Mais au-delà de ses souvenirs dont le moindre détail était encore présent, Paul se souvenait surtout qu'il était un droitier contrarié. C'est la mort si proche qui lui avait attribué cette particularité et chaque fois qu'il prenait son stylo pour écrire, ou son crayon pour dessiner, il se rappelait qu'il portait en lui la trace tangible et quotidienne de notre finitude. Comme une présence permanente de bon aloi. Pas un rappel morbide et constant de la mort, non, juste le souvenir dans le poignet gauche que la fin fait elle-même partie de la vie.

Yann, Soñjoù ar meilher.

dimanche 18 mars 2012

Il y a 50 ans, la paix en France et en Algérie


  Paul aime bien creuser sa mémoire. Non qu'il s'y réfugie pour fuir un présent morne ou un futur incertain, mais simplement parce qu'en réfléchissant à son passé, comme chacun, il y puise quelques matériaux pour comprendre où il se trouve à l'instant présent.

A sept ans, Paul habitait chez ses parents en compagnie d'une tribu nombreuse et parfois encombrante de frères et de sœurs. Sa vie quotidienne était bien rythmée. Du lundi matin au samedi après-midi, il y avait l'école. Une journée de repos le jeudi permettait de se rendre au catéchisme, tandis que les gamins des écoles publiques faisaient la grasse matinée. Paul n'en était pas jaloux, tant sa représentation d'un élève d'une école publique était vague et inexistante.

La seule vraie journée de repos était le dimanche, dont la matinée était en grande partie employée à la messe puis à l'achat de gâteaux à la pâtisserie voisine de l'église. En clair, le seul vrai repos était le dimanche après-midi, depuis des semaines et des années.

Les dimanches après-midi étaient semblables les uns aux autres. Semblables et calmes, souvent confinés à l'appartement trop petit qui peinait à accueillir un tel effectif familial. Les Dinky Toys avaient l'avantage d'être petites, et tenaient un rôle prépondérant dans les jeux de Paul. Ces voitures miniatures, qui coûtent aujourd'hui un prix déraisonnable dans les brocantes et les vide-grenier, permettaient un moment agréable de concentration sur soi et d'élaboration de rêves. Imiter les bruits des véhicules et imaginer qu'on les conduit constituaient des activités délicieuses et interminables, à l'abri des tensions et des concurrences qui s'exerçaient entre les membres de la tribu.

Paul, aujourd'hui, n'eut pas à creuser sa mémoire : c'est elle qui jaillit naturellement. Il se souvenait d'un dimanche après-midi anormal, atypique, étrange... Une après-midi dont on se souvient tant elle heurte les habitudes établies. Aujourd'hui encore, la scène était présente devant lui.

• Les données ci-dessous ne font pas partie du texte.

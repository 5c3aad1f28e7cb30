#![forbid(unsafe_code)]
//! CascadeFS public API facade.
//!
//! Re-exports the transaction and flush machinery through one crate so
//! downstream consumers depend on a single stable surface.

pub use cfs_block::{
    Allocator, BumpAllocator, ByteDevice, DedupIndex, FileByteDevice, MemoryByteDevice,
};
pub use cfs_chain::{
    base_delete, base_insert, lock_parent_child, Chain, ChainContent, ChainFlags,
};
pub use cfs_error::{CfsError, ErrorMask, Result};
pub use cfs_flush::{
    flush, inode_flush, DefaultFlushPolicy, Device, FlushFlags, FlushPolicy, FlushRequest,
};
pub use cfs_trans::{Pfs, TransFlags, TRANS_MASK};
pub use cfs_types::{
    Blockref, BrefFlags, BrefType, ChainKey, InodeNum, Tid, VolumeHeader, VolumeHeaderError,
    VOLHDR_BYTES, VOLHDR_COUNT, VOLHDR_STRIDE, VOLUME_MAGIC,
};
impl Chain {
    /// Create a detached chain. `pmp` is the owning namespace, absent for
    /// the device-level roots.
    #[must_use]
    pub fn new(bref: Blockref, pmp: Option<Arc<Pfs>>) -> Arc<Self> {
        Arc::new(Self {
            flags: AtomicU32::new(0),
            error: AtomicU32::new(0),
            pmp,
            core: Mutex::new(ChainCore::default()),
            content: Mutex::new(ChainContent {
                bref,
                data: Vec::new(),
                blockmap: BTreeMap::new(),
            }),
        })
    }

    // ── Flags and sticky error ──────────────────────────────────────────

    #[must_use]
    pub fn flags(&self) -> ChainFlags {
        ChainFlags::from_bits_retain(self.flags.load(Ordering::Acquire))
    }

    /// Atomically set bits, returning the previous flags.
    pub fn set_flags(&self, bits: ChainFlags) -> ChainFlags {
        ChainFlags::from_bits_retain(self.flags.fetch_or(bits.bits(), Ordering::AcqRel))
    }

    /// Atomically clear bits, returning the previous flags.
    pub fn clear_flags(&self, bits: ChainFlags) -> ChainFlags {
        ChainFlags::from_bits_retain(self.flags.fetch_and(!bits.bits(), Ordering::AcqRel))
    }

    /// Sticky error from a prior I/O or validation failure.
    #[must_use]
    pub fn error(&self) -> ErrorMask {
        ErrorMask::from_bits(self.error.load(Ordering::Acquire))
    }

    /// Attach error bits (OR; sticky until a successful flush clears them).
    pub fn set_error(&self, mask: ErrorMask) {
        self.error.fetch_or(mask.bits(), Ordering::AcqRel);
    }

    /// Clear the sticky error (successful re-validation or flush).
    pub fn clear_error(&self) {
        self.error.store(0, Ordering::Release);
    }

    #[must_use]
    pub fn pmp(&self) -> Option<&Arc<Pfs>> {
        self.pmp.as_ref()
    }

    /// Whether this chain belongs to a mounted namespace. Boundary stops
    /// in the flush engine only apply to mounted namespaces.
    #[must_use]
    pub fn in_mounted_pfs(&self) -> bool {
        self.pmp.as_ref().is_some_and(|pfs| pfs.is_mounted())
    }

    // ── Topology ────────────────────────────────────────────────────────

    /// Current parent, if any. May change at any time once the core lock
    /// is released; callers detecting races compare with [`Chain::parent_is`].
    #[must_use]
    pub fn parent(&self) -> Option<Arc<Chain>> {
        self.core.lock().parent.as_ref().and_then(Weak::upgrade)
    }

    /// Pointer-identity comparison of the current parent against a cached
    /// ancestor reference.
    #[must_use]
    pub fn parent_is(&self, cached: Option<&Arc<Chain>>) -> bool {
        let core = self.core.lock();
        match (&core.parent, cached) {
            (None, None) => true,
            (Some(weak), Some(arc)) => weak.upgrade().is_some_and(|p| Arc::ptr_eq(&p, arc)),
            _ => false,
        }
    }

    /// Key of this chain inside its parent's collections.
    #[must_use]
    pub fn key(&self) -> ChainKey {
        self.content.lock().bref.key
    }

    /// Link `child` under `parent`. The child must be detached.
    pub fn link_child(parent: &Arc<Chain>, child: &Arc<Chain>) {
        let key = child.key();
        {
            let mut core = child.core.lock();
            debug_assert!(core.parent.is_none(), "child already linked");
            core.parent = Some(Arc::downgrade(parent));
        }
        parent.core.lock().children.insert(key, Arc::clone(child));
    }

    /// Detach `child` from `parent`. The child keeps its flags; a chain
    /// with UPDATE set but no parent is meaningless and the flush engine
    /// clears it rather than retrying.
    pub fn unlink_child(parent: &Arc<Chain>, child: &Arc<Chain>) {
        parent.core.lock().children.remove(&child.key());
        let mut core = child.core.lock();
        if core
            .parent
            .as_ref()
            .and_then(Weak::upgrade)
            .is_some_and(|p| Arc::ptr_eq(&p, parent))
        {
            core.parent = None;
        }
    }

    /// Move `child` from its current parent under `new_parent`.
    pub fn reparent(child: &Arc<Chain>, new_parent: &Arc<Chain>) {
        if let Some(old) = child.parent() {
            Self::unlink_child(&old, child);
        }
        Self::link_child(new_parent, child);
    }

    /// Snapshot the children in key order.
    ///
    /// Taken under the core lock; each returned reference keeps the child
    /// alive while the caller iterates without the lock, and the caller
    /// must re-verify parentage per child before acting on it.
    #[must_use]
    pub fn children_snapshot(&self) -> Vec<Arc<Chain>> {
        self.core.lock().children.values().cloned().collect()
    }

    #[must_use]
    pub fn child_count(&self) -> usize {
        self.core.lock().children.len()
    }

    // ── Dirty-state transitions ─────────────────────────────────────────

    /// Mark the subtree-dirty hint on this chain and every ancestor.
    ///
    /// Stops early once an already-flagged ancestor is found, since the
    /// path above it must already be marked.
    pub fn setflush(self: &Arc<Self>) {
        let mut cur = Arc::clone(self);
        loop {
            let prev = cur.set_flags(ChainFlags::ONFLUSH);
            if prev.contains(ChainFlags::ONFLUSH) {
                break;
            }
            match cur.parent() {
                Some(parent) => cur = parent,
                None => break,
            }
        }
    }

    /// Copy-on-write modify: relocate to fresh space, bump the content
    /// version, and mark dirty. Takes the content lock.
    pub fn modify(
        self: &Arc<Self>,
        alloc: &dyn Allocator,
        mtid: Tid,
    ) -> Result<(), ErrorMask> {
        let mut content = self.content.lock();
        self.modify_locked(&mut content, alloc, mtid)
    }

    /// [`Chain::modify`] for callers already holding the content lock.
    ///
    /// A chain relocates at most once per dirty cycle: re-modifying an
    /// already-MODIFIED chain only absorbs a newer `mtid`. On allocation
    /// failure nothing is mutated; the caller records the error and the
    /// chain's dirty state is unchanged.
    pub fn modify_locked(
        self: &Arc<Self>,
        content: &mut ChainContent,
        alloc: &dyn Allocator,
        mtid: Tid,
    ) -> Result<(), ErrorMask> {
        if self.flags().contains(ChainFlags::MODIFIED) {
            self.set_flags(ChainFlags::UPDATE);
            if content.bref.modify_tid < mtid {
                content.bref.modify_tid = mtid;
            }
            return Ok(());
        }

        let new_off = alloc.alloc(content.bref.bytes)?;

        let prev = self.set_flags(ChainFlags::MODIFIED | ChainFlags::UPDATE);
        if !prev.contains(ChainFlags::MODIFIED) {
            if let Some(pfs) = &self.pmp {
                pfs.memory_inc();
            }
        }
        if prev.contains(ChainFlags::BLKMAPPED) && content.bref.data_off != new_off {
            self.set_flags(ChainFlags::BLKMAPUPD);
        }
        content.bref.data_off = new_off;
        if content.bref.modify_tid < mtid {
            content.bref.modify_tid = mtid;
        }
        Ok(())
    }

    /// Recompute the content check code into the bref.
    pub fn setcheck(content: &mut ChainContent) {
        content.bref.check = content_check(&content.data);
    }

    /// Lock the content.
    #[must_use]
    pub fn lock_content(&self) -> MutexGuard<'_, ChainContent> {
        self.content.lock()
    }

    /// Replace the chain's data (writer path helper).
    pub fn set_data(&self, data: Vec<u8>) {
        let mut content = self.content.lock();
        content.bref.bytes = u32::try_from(data.len()).unwrap_or(u32::MAX);
        content.data = data;
    }

    /// Current bref snapshot.
    #[must_use]
    pub fn bref(&self) -> Blockref {
        self.content.lock().bref.clone()
    }

    #[must_use]
    pub fn bref_type(&self) -> BrefType {
        self.content.lock().bref.typ
    }
}

/// Acquire parent and child content locks in the required order.
///
/// The caller must hold neither lock. Taking both through this function is
/// the only sanctioned way to hold a parent/child pair, which rules out
/// the child-then-ancestor inversion.
#[must_use]
pub fn lock_parent_child<'a>(
    parent: &'a Chain,
    child: &'a Chain,
) -> (MutexGuard<'a, ChainContent>, MutexGuard<'a, ChainContent>) {
    let parent_guard = parent.lock_content();
    let child_guard = child.lock_content();
    (parent_guard, child_guard)
}

/// Insert or replace the child's entry in the parent's block table.
///
/// The parent's content lock must be held. Sets BLKMAPPED on the child.
pub fn base_insert(parent_content: &mut ChainContent, child: &Chain, bref: &Blockref) {
    parent_content.blockmap.insert(bref.key, bref.clone());
    child.set_flags(ChainFlags::BLKMAPPED);
}
use std::sync::atomic::{AtomicU64, Ordering};
use std::sync::Arc;

use parking_lot::Mutex;

use cfs_block::{BumpAllocator, ByteDevice, DedupIndex};
use cfs_chain::{Chain, ChainFlags};
use cfs_error::Result;
use cfs_trans::Pfs;
use cfs_types::{
    Blockref, BrefFlags, BrefType, ChainKey, InodeNum, Tid, VolumeHeader, VOLHDR_BYTES,
    VOLHDR_COUNT, VOLHDR_STRIDE,
};

use crate::policy::{DefaultFlushPolicy, FlushPolicy};

/// Device-level flush state.
///
/// Owns the three detached roots of the cascade topology — the volume
/// chain, the freemap chain, and the super-root inode under which all
/// namespace roots hang — plus the live volume header (`voldata`), the
/// crash-consistent staging copy (`volsync`) folded from `voldata` when
/// the volume chain commits, and the round-robin slot cursor for the
/// redundant header writes.
///
/// Lock order inside: chain content locks before `voldata`, `voldata`
/// before `volsync`, `volsync` before the slot cursor.
pub struct Device {
    backing: Arc<dyn ByteDevice>,
    alloc: BumpAllocator,
    dedup: DedupIndex,
    policy: Arc<dyn FlushPolicy>,
    spmp: Arc<Pfs>,
    vchain: Arc<Chain>,
    fchain: Arc<Chain>,
    sroot: Arc<Chain>,
    voldata: Mutex<VolumeHeader>,
    volsync: Mutex<VolumeHeader>,
    volhdrno: Mutex<usize>,
    sync_tid: AtomicU64,
}

impl Device {
    pub fn new(backing: Arc<dyn ByteDevice>) -> Arc<Self> {
        Self::with_policy(backing, Arc::new(DefaultFlushPolicy))
    }

    pub fn with_policy(backing: Arc<dyn ByteDevice>, policy: Arc<dyn FlushPolicy>) -> Arc<Self> {
        let volu_size = backing.len_bytes();
        let header_zone = (VOLHDR_COUNT as u64) * VOLHDR_STRIDE;
        let alloc = BumpAllocator::new(header_zone.min(volu_size), volu_size);

        let spmp = Arc::new(Pfs::new("spmp"));
        let vchain = Chain::new(Blockref::new(BrefType::Volume, ChainKey(0)), None);
        let fchain = Chain::new(Blockref::new(BrefType::Freemap, ChainKey(0)), None);

        let mut sroot_bref = Blockref::new(BrefType::Inode, ChainKey(ChainKey::VISIBLE));
        sroot_bref.flags |= BrefFlags::PFSROOT;
        let sroot = Chain::new(sroot_bref, Some(Arc::clone(&spmp)));
        sroot.set_data(vec![0u8; 128]);
        Chain::link_child(&vchain, &sroot);

        let mut voldata = VolumeHeader::new(volu_size);
        voldata.update_crcs();
        let volsync = voldata.clone();

        Arc::new(Self {
            backing,
            alloc,
            dedup: DedupIndex::new(),
            policy,
            spmp,
            vchain,
            fchain,
            sroot,
            voldata: Mutex::new(voldata),
            volsync: Mutex::new(volsync),
            volhdrno: Mutex::new(0),
            sync_tid: AtomicU64::new(1),
        })
    }

    /// Create a namespace rooted at a fresh PFS-root inode chain linked
    /// under the super-root.
    pub fn create_pfs(&self, name: &str, inum: InodeNum) -> (Arc<Pfs>, Arc<Chain>) {
        let pfs = Arc::new(Pfs::new(name));
        let mut bref = Blockref::new(BrefType::Inode, ChainKey(ChainKey::VISIBLE | inum.0));
        bref.flags |= BrefFlags::PFSROOT;
        let chain = Chain::new(bref, Some(Arc::clone(&pfs)));
        chain.set_flags(ChainFlags::PFSBOUNDARY);
        chain.set_data(vec![0u8; 128]);
        Chain::link_child(&self.sroot, &chain);
        (pfs, chain)
    }

    #[must_use]
    pub fn backing(&self) -> &Arc<dyn ByteDevice> {
        &self.backing
    }

    #[must_use]
    pub fn allocator(&self) -> &BumpAllocator {
        &self.alloc
    }

    #[must_use]
    pub fn dedup(&self) -> &DedupIndex {
        &self.dedup
    }

    #[must_use]
    pub fn policy(&self) -> &dyn FlushPolicy {
        self.policy.as_ref()
    }

    /// Namespace backing the device-wide flush transaction.
    #[must_use]
    pub fn spmp(&self) -> &Arc<Pfs> {
        &self.spmp
    }

    #[must_use]
    pub fn vchain(&self) -> &Arc<Chain> {
        &self.vchain
    }

    #[must_use]
    pub fn fchain(&self) -> &Arc<Chain> {
        &self.fchain
    }

    #[must_use]
    pub fn sroot(&self) -> &Arc<Chain> {
        &self.sroot
    }

    /// The device-global transaction id stamped into `mirror_tid` of every
    /// chain committed by the current flush pass.
    #[must_use]
    pub fn sync_tid(&self) -> Tid {
        Tid(self.sync_tid.load(Ordering::Acquire))
    }

    /// Advance the device-global id for a new flush pass. Never regresses.
    pub fn advance_sync_tid(&self) -> Tid {
        Tid(self.sync_tid.fetch_add(1, Ordering::AcqRel) + 1)
    }

    /// Mark the volume root dirty ahead of a freemap or topology commit
    /// that will fold new tids into the header.
    pub fn voldata_modify(&self) {
        self.vchain.set_flags(ChainFlags::MODIFIED);
    }

    #[must_use]
    pub fn voldata_snapshot(&self) -> VolumeHeader {
        self.voldata.lock().clone()
    }

    #[must_use]
    pub fn volsync_snapshot(&self) -> VolumeHeader {
        self.volsync.lock().clone()
    }

    /// Slot the most recent header write landed in.
    #[must_use]
    pub fn volhdrno(&self) -> usize {
        *self.volhdrno.lock()
    }

    pub(crate) fn with_voldata<R>(&self, f: impl FnOnce(&mut VolumeHeader) -> R) -> R {
        f(&mut self.voldata.lock())
    }

    /// Fold the live header into the staging copy. Called with the volume
    /// chain's content lock held, after its `mirror_tid` was absorbed.
    pub(crate) fn stage_volsync(&self, absorb_mirror: Tid) {
        let mut voldata = self.voldata.lock();
        if voldata.mirror_tid < absorb_mirror {
            voldata.mirror_tid = absorb_mirror;
        }
        voldata.update_crcs();
        *self.volsync.lock() = voldata.clone();
    }

    /// Write the staged header to the next redundant slot.
    ///
    /// Slots advance round-robin and wrap to slot 0 when the device is too
    /// small to hold the next one. The volume-sync flag is cleared before
    /// the write; an I/O failure here is terminal for the sync call, not
    /// retried.
    pub fn volume_header_sync(&self) -> Result<()> {
        let header = self.volsync.lock().clone();
        let mut slot = self.volhdrno.lock();
        let mut next = (*slot + 1) % VOLHDR_COUNT;
        if VolumeHeader::slot_offset(next) + VOLHDR_BYTES as u64 > header.volu_size {
            next = 0;
        }
        self.vchain.clear_flags(ChainFlags::VOLUMESYNC);
        tracing::debug!(
            target: "cfs::flush",
            slot = next,
            mirror_tid = %header.mirror_tid,
            freemap_tid = %header.freemap_tid,
            "writing volume header"
        );
        self.backing
            .write_all_at(VolumeHeader::slot_offset(next), &header.encode())?;
        *slot = next;
        Ok(())
    }
}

Fait unique, le repas du dimanche ne traîna pas. Parmi les convives se trouvait un homme qu'il devait appeler "cousin Pierre" alors qu'il n'était pas son propre cousin, mais celui de son père. Peut-être y avait-il un adulte de plus, Paul ne s'en rappelait pas.
Sitôt le repas dominical terminé, la table fut débarrassée et la nappe du dimanche fut retirée. Paul n'avait que rarement vu cette immense table de salle à manger sans ses jupons de toile cirée ou de coton. Il ne comprenait pas.
Son père se saisit avec prudence du poste de TSF qui trônait dans la niche du buffet breton, et le posa sur la table. Un poste de radio Schneider de couleur crème et bordeaux, modèle Calypso, que Paul possède à son tour encore aujourd'hui, cinquante ans après. En l'absence de télévision, cette radio occupait une place éminente dans le quotidien familial, des informations aux aventures de la famille Duraton en passant par les réclames et la promotion du shampooing Belcolor...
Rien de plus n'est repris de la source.